Prompt:
Using the entries below, show all lines with the string "trimmed".

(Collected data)
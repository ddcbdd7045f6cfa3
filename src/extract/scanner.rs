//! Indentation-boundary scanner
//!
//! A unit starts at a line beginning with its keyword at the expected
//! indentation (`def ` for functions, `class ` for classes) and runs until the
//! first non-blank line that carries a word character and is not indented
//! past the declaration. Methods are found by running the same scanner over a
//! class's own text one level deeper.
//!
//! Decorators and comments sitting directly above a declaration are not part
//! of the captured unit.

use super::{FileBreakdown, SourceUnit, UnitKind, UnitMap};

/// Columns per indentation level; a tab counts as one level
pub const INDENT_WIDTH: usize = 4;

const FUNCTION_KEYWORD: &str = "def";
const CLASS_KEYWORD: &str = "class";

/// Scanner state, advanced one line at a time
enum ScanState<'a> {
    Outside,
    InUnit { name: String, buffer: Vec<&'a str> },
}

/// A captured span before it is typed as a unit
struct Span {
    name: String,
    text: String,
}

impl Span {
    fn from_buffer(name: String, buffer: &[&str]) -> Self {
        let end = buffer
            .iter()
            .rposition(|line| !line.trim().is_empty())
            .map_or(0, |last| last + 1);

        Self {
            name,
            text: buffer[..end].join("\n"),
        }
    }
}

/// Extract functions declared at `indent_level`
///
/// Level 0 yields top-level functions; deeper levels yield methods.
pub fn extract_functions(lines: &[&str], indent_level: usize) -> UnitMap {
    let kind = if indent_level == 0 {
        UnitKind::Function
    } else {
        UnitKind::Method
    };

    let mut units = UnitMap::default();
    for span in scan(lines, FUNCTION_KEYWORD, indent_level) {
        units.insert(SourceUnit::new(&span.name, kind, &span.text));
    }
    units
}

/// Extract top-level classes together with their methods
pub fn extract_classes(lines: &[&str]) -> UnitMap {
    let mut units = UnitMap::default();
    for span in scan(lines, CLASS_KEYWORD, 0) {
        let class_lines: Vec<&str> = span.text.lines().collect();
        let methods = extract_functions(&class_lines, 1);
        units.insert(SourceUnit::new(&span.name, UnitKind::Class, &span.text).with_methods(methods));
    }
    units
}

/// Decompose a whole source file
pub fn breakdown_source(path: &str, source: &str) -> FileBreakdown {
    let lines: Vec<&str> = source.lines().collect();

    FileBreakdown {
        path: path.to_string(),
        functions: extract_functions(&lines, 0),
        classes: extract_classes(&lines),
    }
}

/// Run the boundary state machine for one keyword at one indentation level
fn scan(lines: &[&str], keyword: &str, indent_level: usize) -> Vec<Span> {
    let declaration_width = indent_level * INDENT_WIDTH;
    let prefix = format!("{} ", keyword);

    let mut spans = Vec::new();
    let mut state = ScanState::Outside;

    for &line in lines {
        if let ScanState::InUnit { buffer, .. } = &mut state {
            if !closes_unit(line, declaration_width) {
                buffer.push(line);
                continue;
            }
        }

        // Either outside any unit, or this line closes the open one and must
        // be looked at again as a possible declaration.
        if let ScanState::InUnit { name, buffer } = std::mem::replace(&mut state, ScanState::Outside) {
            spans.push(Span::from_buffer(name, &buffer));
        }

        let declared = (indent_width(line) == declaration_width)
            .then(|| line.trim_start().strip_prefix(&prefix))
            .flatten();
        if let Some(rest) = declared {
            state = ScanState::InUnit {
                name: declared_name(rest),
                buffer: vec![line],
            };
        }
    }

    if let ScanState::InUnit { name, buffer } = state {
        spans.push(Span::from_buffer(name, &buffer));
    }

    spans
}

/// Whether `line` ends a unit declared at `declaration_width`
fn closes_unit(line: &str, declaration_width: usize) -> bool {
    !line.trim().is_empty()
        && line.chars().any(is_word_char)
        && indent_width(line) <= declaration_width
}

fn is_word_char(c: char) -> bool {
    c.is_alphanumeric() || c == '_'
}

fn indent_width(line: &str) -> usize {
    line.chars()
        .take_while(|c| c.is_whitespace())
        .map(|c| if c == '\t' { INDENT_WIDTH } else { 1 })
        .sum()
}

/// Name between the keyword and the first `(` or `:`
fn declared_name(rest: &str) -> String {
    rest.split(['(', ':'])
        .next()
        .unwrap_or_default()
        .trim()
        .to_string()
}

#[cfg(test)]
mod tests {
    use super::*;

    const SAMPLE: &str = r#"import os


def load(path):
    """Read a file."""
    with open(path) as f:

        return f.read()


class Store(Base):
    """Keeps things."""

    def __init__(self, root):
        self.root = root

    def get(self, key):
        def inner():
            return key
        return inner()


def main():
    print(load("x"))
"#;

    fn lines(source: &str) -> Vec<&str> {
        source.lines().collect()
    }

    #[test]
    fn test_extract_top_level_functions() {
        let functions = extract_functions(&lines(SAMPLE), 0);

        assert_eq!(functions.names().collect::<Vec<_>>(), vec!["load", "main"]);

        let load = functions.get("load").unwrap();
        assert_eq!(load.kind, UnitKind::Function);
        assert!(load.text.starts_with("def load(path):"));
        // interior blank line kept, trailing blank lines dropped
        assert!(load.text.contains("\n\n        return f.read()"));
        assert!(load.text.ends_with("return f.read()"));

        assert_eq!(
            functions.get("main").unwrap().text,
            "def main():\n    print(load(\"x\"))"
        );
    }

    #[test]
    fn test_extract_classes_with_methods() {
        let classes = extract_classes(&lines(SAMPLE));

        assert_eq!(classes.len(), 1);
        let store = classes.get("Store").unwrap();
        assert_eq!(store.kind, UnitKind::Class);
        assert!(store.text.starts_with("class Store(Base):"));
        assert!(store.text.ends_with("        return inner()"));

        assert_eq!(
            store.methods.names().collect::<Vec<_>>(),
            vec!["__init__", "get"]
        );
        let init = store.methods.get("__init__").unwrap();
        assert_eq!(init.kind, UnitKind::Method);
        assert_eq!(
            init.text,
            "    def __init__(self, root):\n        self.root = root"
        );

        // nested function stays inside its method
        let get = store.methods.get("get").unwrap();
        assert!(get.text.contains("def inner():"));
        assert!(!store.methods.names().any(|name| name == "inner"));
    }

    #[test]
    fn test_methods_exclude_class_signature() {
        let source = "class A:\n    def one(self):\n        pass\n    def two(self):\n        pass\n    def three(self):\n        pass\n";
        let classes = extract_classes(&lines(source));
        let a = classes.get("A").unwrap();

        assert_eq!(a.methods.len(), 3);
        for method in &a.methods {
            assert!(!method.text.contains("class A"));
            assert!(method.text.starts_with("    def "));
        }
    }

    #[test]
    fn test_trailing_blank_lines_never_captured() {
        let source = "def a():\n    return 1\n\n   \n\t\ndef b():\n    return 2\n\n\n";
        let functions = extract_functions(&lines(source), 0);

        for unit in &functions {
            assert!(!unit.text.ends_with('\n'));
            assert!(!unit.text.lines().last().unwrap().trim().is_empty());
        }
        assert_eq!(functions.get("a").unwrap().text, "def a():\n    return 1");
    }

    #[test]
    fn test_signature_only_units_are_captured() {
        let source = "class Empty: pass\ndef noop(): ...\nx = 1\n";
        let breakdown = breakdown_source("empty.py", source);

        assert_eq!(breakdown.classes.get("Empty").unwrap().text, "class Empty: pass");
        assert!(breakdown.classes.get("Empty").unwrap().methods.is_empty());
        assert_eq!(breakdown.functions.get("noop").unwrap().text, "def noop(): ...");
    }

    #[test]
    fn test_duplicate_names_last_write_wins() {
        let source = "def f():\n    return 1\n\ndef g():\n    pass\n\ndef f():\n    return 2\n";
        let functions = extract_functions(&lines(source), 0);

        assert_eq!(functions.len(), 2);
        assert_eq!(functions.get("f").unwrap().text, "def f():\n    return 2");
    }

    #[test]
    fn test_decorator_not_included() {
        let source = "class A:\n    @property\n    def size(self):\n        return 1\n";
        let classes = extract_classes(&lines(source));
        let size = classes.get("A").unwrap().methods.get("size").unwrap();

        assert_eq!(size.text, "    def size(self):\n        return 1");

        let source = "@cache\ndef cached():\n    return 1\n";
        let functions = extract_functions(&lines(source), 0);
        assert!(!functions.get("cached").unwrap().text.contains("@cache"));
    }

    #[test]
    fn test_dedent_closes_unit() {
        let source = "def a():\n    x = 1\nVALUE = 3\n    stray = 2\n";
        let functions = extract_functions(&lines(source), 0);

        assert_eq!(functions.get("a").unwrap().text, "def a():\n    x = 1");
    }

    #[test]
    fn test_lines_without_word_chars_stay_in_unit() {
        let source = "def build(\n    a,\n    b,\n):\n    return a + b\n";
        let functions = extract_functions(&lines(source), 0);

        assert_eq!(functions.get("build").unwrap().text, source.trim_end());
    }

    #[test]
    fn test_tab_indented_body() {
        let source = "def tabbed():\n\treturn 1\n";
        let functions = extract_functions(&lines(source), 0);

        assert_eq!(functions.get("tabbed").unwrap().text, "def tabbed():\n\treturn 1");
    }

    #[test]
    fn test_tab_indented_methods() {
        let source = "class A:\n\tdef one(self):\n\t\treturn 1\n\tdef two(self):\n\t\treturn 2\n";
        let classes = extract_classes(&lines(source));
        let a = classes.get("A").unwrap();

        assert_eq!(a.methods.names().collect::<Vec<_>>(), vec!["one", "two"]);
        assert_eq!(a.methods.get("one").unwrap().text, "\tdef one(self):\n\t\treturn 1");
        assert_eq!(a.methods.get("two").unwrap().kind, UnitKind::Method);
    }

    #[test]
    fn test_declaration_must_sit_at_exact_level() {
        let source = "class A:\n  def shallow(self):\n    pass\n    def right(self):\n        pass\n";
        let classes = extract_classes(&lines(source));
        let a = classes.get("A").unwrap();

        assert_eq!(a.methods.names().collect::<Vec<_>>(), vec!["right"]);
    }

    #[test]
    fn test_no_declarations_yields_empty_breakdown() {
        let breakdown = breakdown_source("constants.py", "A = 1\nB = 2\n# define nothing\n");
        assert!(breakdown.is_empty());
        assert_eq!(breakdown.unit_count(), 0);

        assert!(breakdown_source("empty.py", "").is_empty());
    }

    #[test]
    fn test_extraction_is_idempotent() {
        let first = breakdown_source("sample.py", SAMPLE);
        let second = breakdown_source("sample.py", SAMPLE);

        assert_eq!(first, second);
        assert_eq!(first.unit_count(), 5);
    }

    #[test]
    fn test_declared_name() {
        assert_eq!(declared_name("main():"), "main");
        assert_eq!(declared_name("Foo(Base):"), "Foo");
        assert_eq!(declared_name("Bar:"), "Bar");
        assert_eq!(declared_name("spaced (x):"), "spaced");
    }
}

...

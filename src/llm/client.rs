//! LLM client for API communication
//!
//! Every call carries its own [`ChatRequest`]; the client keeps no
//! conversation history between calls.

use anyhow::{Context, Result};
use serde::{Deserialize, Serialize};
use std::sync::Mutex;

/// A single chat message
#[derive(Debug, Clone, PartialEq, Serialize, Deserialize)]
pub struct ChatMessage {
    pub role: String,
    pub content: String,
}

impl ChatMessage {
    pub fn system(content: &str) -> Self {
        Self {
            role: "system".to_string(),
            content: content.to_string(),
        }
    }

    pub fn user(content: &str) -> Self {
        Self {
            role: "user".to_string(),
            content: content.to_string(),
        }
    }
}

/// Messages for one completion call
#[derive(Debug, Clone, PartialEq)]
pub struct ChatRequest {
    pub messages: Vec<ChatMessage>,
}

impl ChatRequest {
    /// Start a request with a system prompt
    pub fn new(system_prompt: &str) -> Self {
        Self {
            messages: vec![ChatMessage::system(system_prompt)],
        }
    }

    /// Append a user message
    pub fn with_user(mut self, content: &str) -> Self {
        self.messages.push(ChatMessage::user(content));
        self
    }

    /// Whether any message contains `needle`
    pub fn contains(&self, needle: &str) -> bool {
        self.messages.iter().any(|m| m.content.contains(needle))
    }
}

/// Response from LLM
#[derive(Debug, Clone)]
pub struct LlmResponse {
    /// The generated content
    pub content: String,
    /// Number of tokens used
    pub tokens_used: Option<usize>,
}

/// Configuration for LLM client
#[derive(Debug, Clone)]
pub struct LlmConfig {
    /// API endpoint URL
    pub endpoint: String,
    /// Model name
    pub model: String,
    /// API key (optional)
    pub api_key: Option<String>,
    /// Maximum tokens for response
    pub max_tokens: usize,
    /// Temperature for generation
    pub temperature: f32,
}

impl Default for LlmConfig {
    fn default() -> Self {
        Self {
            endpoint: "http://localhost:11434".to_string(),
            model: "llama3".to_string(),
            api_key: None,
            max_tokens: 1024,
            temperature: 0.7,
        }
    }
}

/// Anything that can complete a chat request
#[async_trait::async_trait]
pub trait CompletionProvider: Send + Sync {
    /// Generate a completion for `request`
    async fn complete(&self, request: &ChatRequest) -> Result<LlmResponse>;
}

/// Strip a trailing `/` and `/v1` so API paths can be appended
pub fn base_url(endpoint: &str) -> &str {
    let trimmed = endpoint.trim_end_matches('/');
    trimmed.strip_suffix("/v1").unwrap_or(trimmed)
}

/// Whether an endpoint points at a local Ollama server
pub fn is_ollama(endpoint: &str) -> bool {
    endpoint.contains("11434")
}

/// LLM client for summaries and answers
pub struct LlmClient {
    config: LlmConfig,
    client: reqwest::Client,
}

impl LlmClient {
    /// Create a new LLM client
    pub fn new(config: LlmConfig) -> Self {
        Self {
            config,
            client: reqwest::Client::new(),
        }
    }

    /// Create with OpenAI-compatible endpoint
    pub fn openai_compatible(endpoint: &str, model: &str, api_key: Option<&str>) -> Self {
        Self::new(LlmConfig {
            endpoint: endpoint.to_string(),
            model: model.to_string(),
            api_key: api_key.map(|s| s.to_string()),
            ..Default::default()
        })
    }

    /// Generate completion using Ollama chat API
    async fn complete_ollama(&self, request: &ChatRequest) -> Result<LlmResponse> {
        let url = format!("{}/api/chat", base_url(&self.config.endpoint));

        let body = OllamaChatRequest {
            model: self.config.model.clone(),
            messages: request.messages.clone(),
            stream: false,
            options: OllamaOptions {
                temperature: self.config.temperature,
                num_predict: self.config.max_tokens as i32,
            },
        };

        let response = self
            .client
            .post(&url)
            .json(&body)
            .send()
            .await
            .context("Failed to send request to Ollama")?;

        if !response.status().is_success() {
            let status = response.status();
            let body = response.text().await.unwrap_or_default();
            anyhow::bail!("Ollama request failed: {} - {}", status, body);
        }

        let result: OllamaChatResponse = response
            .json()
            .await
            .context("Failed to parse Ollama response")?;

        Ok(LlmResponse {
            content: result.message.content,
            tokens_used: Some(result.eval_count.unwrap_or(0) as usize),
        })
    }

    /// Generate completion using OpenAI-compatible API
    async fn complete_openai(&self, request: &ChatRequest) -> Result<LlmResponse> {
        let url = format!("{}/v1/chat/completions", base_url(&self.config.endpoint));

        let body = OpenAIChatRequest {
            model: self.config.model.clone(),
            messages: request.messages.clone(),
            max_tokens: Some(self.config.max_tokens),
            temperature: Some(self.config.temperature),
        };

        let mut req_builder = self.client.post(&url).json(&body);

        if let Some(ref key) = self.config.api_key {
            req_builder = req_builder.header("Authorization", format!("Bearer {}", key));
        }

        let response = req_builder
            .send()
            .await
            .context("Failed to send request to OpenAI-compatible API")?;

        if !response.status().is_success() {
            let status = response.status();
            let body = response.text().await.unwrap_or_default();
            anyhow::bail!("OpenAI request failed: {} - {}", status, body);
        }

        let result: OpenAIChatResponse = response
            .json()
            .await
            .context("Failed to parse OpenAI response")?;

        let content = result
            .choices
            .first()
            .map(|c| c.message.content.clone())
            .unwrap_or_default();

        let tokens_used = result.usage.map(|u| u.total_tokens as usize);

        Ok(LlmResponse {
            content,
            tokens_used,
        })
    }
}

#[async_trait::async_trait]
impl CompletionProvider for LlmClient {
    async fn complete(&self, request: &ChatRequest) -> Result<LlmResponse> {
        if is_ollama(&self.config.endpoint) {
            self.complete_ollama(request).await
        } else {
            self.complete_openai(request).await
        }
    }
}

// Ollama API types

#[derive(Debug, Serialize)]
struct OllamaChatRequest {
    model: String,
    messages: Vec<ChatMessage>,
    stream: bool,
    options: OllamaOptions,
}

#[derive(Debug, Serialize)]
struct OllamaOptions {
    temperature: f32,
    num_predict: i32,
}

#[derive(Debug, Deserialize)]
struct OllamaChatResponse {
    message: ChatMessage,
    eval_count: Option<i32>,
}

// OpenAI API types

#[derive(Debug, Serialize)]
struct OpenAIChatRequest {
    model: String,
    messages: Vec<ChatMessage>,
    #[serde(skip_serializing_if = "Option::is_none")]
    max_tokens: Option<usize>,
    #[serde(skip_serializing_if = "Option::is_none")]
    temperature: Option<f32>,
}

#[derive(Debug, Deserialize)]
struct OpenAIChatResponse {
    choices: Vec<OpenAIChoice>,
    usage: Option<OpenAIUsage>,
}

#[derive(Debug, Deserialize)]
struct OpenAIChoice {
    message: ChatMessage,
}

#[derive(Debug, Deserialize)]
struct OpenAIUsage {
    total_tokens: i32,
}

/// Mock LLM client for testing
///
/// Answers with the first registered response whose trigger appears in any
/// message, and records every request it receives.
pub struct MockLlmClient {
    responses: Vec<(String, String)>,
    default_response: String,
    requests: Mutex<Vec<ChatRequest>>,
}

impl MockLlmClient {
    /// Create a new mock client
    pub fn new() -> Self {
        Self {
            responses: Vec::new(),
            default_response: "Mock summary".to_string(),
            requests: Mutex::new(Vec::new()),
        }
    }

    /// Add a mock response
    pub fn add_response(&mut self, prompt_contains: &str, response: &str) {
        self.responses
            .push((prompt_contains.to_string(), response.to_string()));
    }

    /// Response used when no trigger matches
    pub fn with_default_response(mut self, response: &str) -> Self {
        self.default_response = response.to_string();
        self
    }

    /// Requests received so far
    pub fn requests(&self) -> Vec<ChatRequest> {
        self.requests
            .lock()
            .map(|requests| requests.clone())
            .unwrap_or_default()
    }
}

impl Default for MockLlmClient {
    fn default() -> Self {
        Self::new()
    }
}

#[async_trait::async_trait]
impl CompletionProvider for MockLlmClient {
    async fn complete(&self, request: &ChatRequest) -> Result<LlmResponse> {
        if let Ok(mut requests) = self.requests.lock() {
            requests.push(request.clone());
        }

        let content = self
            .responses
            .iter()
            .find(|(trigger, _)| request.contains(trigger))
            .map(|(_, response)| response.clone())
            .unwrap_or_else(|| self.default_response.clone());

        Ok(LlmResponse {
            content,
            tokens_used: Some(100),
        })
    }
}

Exercise output:
    let trimmed = endpoint.trim_end_matches('/');
    trimmed.strip_suffix("/v1").unwrap_or(trimmed)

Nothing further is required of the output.